The Dual Role of Interleukin-10 in Sepsis: Research Progress and Therapeutic Prospects
摘要
Sepsis is life-threatening organ dysfunction caused by a dysregulated host response in which hyperinflammation and counter-regulatory immunosuppression often coexist and shift over time. Interleukin-10 (IL-10) is a central immunoregulatory cytokine in this balance. Early IL-10 signaling can restrain innate cytokine amplification, limit tissue injury, and promote tolerance; however, sustained or context-mismatched IL-10 impairs antigen presentation and antimicrobial effector functions, contributing to sepsis-associated immunoparalysis, secondary infections, and poor outcomes. We summarize the cellular sources and multilayer regulation of IL-10 in sepsis, spanning transcriptional programs, cytokine circuits, and immunometabolic remodeling.
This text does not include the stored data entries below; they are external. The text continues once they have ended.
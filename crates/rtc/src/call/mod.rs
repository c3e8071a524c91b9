//! 1:1 calls

pub mod session;
pub mod state;

pub use session::CallSession;
pub use state::{CallNotice, CallState, CallStatus};
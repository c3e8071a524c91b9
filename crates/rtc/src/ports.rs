//! Port traits for the collaborators the core consumes.
//!
//! The UI shell supplies implementations; the core never reaches for browser
//! storage, REST endpoints or capture hardware on its own.

use crate::media::{MediaConstraints, MediaStream};
use crate::peer::PeerId;
use crate::Result;
use async_trait::async_trait;

// ---------------------------------------------------------------------------
// Authentication
// ---------------------------------------------------------------------------

/// Synchronously retrievable session token used as the signaling bearer credential.
pub trait TokenProvider: Send + Sync {
    /// Current token, `None` when the user is signed out.
    fn token(&self) -> Option<String>;
}

/// Fixed token, for headless clients and tests.
#[derive(Debug, Clone)]
pub struct StaticToken(pub String);

impl TokenProvider for StaticToken {
    fn token(&self) -> Option<String> {
        Some(self.0.clone())
    }
}

// ---------------------------------------------------------------------------
// Identity resolution
// ---------------------------------------------------------------------------

/// Presentation data for a peer.
#[derive(Debug, Clone, PartialEq, Eq)]
pub struct PeerProfile {
    pub display_name: String,
    pub avatar_url: Option<String>,
}

/// Resolves a peer identity (or stable user id) to display data.
pub trait PeerDirectory: Send + Sync {
    fn resolve(&self, peer: &PeerId) -> Option<PeerProfile>;
}

// ---------------------------------------------------------------------------
// Media devices
// ---------------------------------------------------------------------------

/// Camera/microphone access.
#[async_trait]
pub trait MediaDevices: Send + Sync {
    /// Acquire a local stream. May suspend for a permission prompt.
    ///
    /// Fails with [`crate::Error::MediaAcquisition`] when permission is
    /// denied or a requested device is missing.
    async fn acquire(&self, constraints: &MediaConstraints) -> Result<MediaStream>;
}
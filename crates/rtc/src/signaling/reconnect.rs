//! Signaling reconnection policy
//!
//! Exponential backoff with optional jitter, used by the hub supervisor after
//! an unexpected close.

use rand::Rng;
use std::time::Duration;

/// Reconnection policy configuration
///
/// Controls how reconnection attempts are made when the signaling socket drops.
#[derive(Debug, Clone, PartialEq)]
pub struct ReconnectionPolicy {
    /// Maximum number of reconnection attempts (default: 5)
    pub max_retries: u32,
    /// Initial backoff delay in milliseconds (default: 1000ms)
    pub backoff_initial_ms: u64,
    /// Maximum backoff delay in milliseconds (default: 30000ms)
    pub backoff_max_ms: u64,
    /// Backoff multiplier (default: 2.0)
    pub backoff_multiplier: f64,
    /// Whether to add jitter to backoff (default: true)
    pub jitter_enabled: bool,
}

impl Default for ReconnectionPolicy {
    fn default() -> Self {
        Self {
            max_retries: 5,
            backoff_initial_ms: 1000,
            backoff_max_ms: 30000,
            backoff_multiplier: 2.0,
            jitter_enabled: true,
        }
    }
}

impl ReconnectionPolicy {
    /// Never reconnect; the first unexpected close is final
    pub fn disabled() -> Self {
        Self {
            max_retries: 0,
            ..Default::default()
        }
    }

    /// Short delays without jitter, for loopback hubs
    pub fn immediate(max_retries: u32) -> Self {
        Self {
            max_retries,
            backoff_initial_ms: 10,
            backoff_max_ms: 50,
            backoff_multiplier: 1.0,
            jitter_enabled: false,
        }
    }

    /// Calculate backoff duration for a given attempt number
    ///
    /// # Arguments
    /// * `attempt` - Current attempt number (0-indexed)
    pub fn calculate_backoff(&self, attempt: u32) -> Duration {
        let exponent = attempt.min(i32::MAX as u32) as i32;
        let backoff_ms = (self.backoff_initial_ms as f64) * self.backoff_multiplier.powi(exponent);
        let backoff_ms = backoff_ms.min(self.backoff_max_ms as f64);

        // Jitter adds 0-25% on top
        let final_ms = if self.jitter_enabled && backoff_ms > 0.0 {
            backoff_ms + rand::thread_rng().gen_range(0.0..=backoff_ms * 0.25)
        } else {
            backoff_ms
        };

        Duration::from_millis(final_ms as u64)
    }

    /// Check if more retries are allowed
    pub fn should_retry(&self, attempt: u32) -> bool {
        attempt < self.max_retries
    }
}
Clinically, IL-10 is rarely informative as a standalone biomarker; its utility increases when interpreted longitudinally and integrated with immune-function readouts (e.g., lymphocyte indices, monocyte HLA-DR) and broader biomarker patterns to assign host-response endotypes. We then review IL-10–linked therapeutic strategies and propose an IL-10-aware precision framework that connects biomarker trajectories to endotype-aligned treatment windows, safety guardrails, and adaptive trial designs. Integrating mechanistic insight with dynamic stratification may enable more effective, individualized host-directed interventions in sepsis.